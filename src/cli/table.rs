//! Table formatting utilities for CLI list commands
//!
//! Every list command builds a [`ListTable`] and hands it to [`print_list`]
//! together with the entities themselves, which are used for the structured
//! formats (JSON, YAML).

use console::style;
use miette::{IntoDiagnostic, Result};
use serde::Serialize;
use tabled::{builder::Builder, settings::Style};

use crate::cli::helpers::{plural, truncate_str};
use crate::cli::OutputFormat;

/// A column of a list table: header text and display width
#[derive(Debug, Clone, Copy)]
pub struct Column {
    pub header: &'static str,
    pub width: usize,
}

impl Column {
    pub const fn new(header: &'static str, width: usize) -> Self {
        Self { header, width }
    }
}

/// Rows of a list command; the first column is always the entity ID
#[derive(Debug, Clone)]
pub struct ListTable {
    columns: Vec<Column>,
    rows: Vec<Vec<String>>,
}

impl ListTable {
    pub fn new(columns: &[Column]) -> Self {
        Self {
            columns: columns.to_vec(),
            rows: Vec::new(),
        }
    }

    pub fn push_row<I, S>(&mut self, cells: I)
    where
        I: IntoIterator<Item = S>,
        S: Into<String>,
    {
        self.rows.push(cells.into_iter().map(Into::into).collect());
    }

    pub fn len(&self) -> usize {
        self.rows.len()
    }

    pub fn is_empty(&self) -> bool {
        self.rows.is_empty()
    }

    /// IDs in row order
    pub fn ids(&self) -> impl Iterator<Item = &str> {
        self.rows
            .iter()
            .filter_map(|row| row.first().map(String::as_str))
    }

    /// Aligned, coloured columns for the terminal
    pub fn to_tsv(&self) -> String {
        let header: Vec<String> = self
            .columns
            .iter()
            .map(|c| format!("{:<width$}", style(c.header).bold(), width = c.width))
            .collect();
        let rule_width: usize = self.columns.iter().map(|c| c.width + 1).sum();

        let mut out = String::new();
        out.push_str(header.join(" ").trim_end());
        out.push('\n');
        out.push_str(&"-".repeat(rule_width.saturating_sub(1)));
        out.push('\n');

        for row in &self.rows {
            let cells: Vec<String> = self
                .columns
                .iter()
                .zip(row)
                .enumerate()
                .map(|(i, (column, cell))| {
                    let cell = truncate_str(cell, column.width.saturating_sub(1).max(4));
                    if i == 0 {
                        format!("{:<width$}", style(cell).cyan(), width = column.width)
                    } else {
                        format!("{:<width$}", cell, width = column.width)
                    }
                })
                .collect();
            out.push_str(cells.join(" ").trim_end());
            out.push('\n');
        }
        out
    }

    /// A markdown table with full (untruncated) cells
    pub fn to_markdown(&self) -> String {
        let mut builder = Builder::default();
        builder.push_record(self.columns.iter().map(|c| c.header.to_string()));
        for row in &self.rows {
            builder.push_record(row.iter().cloned());
        }
        builder.build().with(Style::markdown()).to_string()
    }
}

/// Print a list in the requested format.
///
/// `noun` is the singular entity name used in the empty and summary lines.
pub fn print_list<T: Serialize>(
    items: &[T],
    table: &ListTable,
    format: OutputFormat,
    noun: &str,
    quiet: bool,
) -> Result<()> {
    match format {
        OutputFormat::Json => {
            let json = serde_json::to_string_pretty(items).into_diagnostic()?;
            println!("{}", json);
        }
        OutputFormat::Yaml => {
            let yaml = serde_yml::to_string(&items).into_diagnostic()?;
            print!("{}", yaml);
        }
        OutputFormat::Id => {
            for id in table.ids() {
                println!("{}", id);
            }
        }
        OutputFormat::Md => {
            if !table.is_empty() {
                println!("{}", table.to_markdown());
            }
        }
        OutputFormat::Tsv | OutputFormat::Auto => {
            if table.is_empty() {
                if !quiet {
                    println!("No {}s found.", noun);
                }
                return Ok(());
            }
            print!("{}", table.to_tsv());
            if !quiet {
                println!();
                println!("{} found.", style(plural(table.len(), noun)).cyan());
            }
        }
    }
    Ok(())
}
//! CLI module - argument parsing and command dispatch

pub mod args;
pub mod commands;
pub mod helpers;
pub mod table;

pub use args::{Cli, Commands, GlobalOpts, OutputFormat};
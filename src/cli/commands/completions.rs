//! Shell completion generation
//!
//! Generates shell completion scripts for bash, zsh, fish, and PowerShell.
//!
//! # Usage
//!
//! ```bash
//! # Bash - add to ~/.bashrc
//! source <(stockroom completions bash)
//!
//! # Zsh - add to ~/.zshrc
//! source <(stockroom completions zsh)
//!
//! # Fish
//! stockroom completions fish > ~/.config/fish/completions/stockroom.fish
//! ```

use clap::CommandFactory;
use clap_complete::{generate, Shell};
use miette::Result;
use std::io::{self, Write};

use crate::cli::Cli;

#[derive(clap::Args, Debug)]
pub struct CompletionsArgs {
    /// Shell to generate completions for
    #[arg(value_enum)]
    pub shell: Shell,
}

pub fn run(args: CompletionsArgs) -> Result<()> {
    write_completions(args.shell, &mut io::stdout());
    Ok(())
}

/// Write the completion script for `shell` to `out`
pub fn write_completions(shell: Shell, out: &mut dyn Write) {
    let mut cmd = Cli::command();
    generate(shell, &mut cmd, "stockroom", out);
}

#[cfg(test)]
mod tests {
    use super::*;

    #[test]
    fn test_bash_script_covers_subcommands() {
        let mut buf = Vec::new();
        write_completions(Shell::Bash, &mut buf);
        let script = String::from_utf8(buf).unwrap();
        assert!(script.contains("stockroom"));
        assert!(script.contains("component"));
        assert!(script.contains("fulfill"));
    }
}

——

**ASSIGNMENT**
Reproduce every line of the entries above, unchanged, from the very first one down to and including the line containing "use crate::cli::OutputFormat;".

**RESPONSE TO THIS TASK**
filename src/cli/table.rs
//! Table formatting utilities for CLI list commands
//!
//! Every list command builds a [`ListTable`] and hands it to [`print_list`]
//! together with the entities themselves, which are used for the structured
//! formats (JSON, YAML).

use console::style;
use miette::{IntoDiagnostic, Result};
use serde::Serialize;
use tabled::{builder::Builder, settings::Style};

use crate::cli::helpers::{plural, truncate_str};
use crate::cli::OutputFormat;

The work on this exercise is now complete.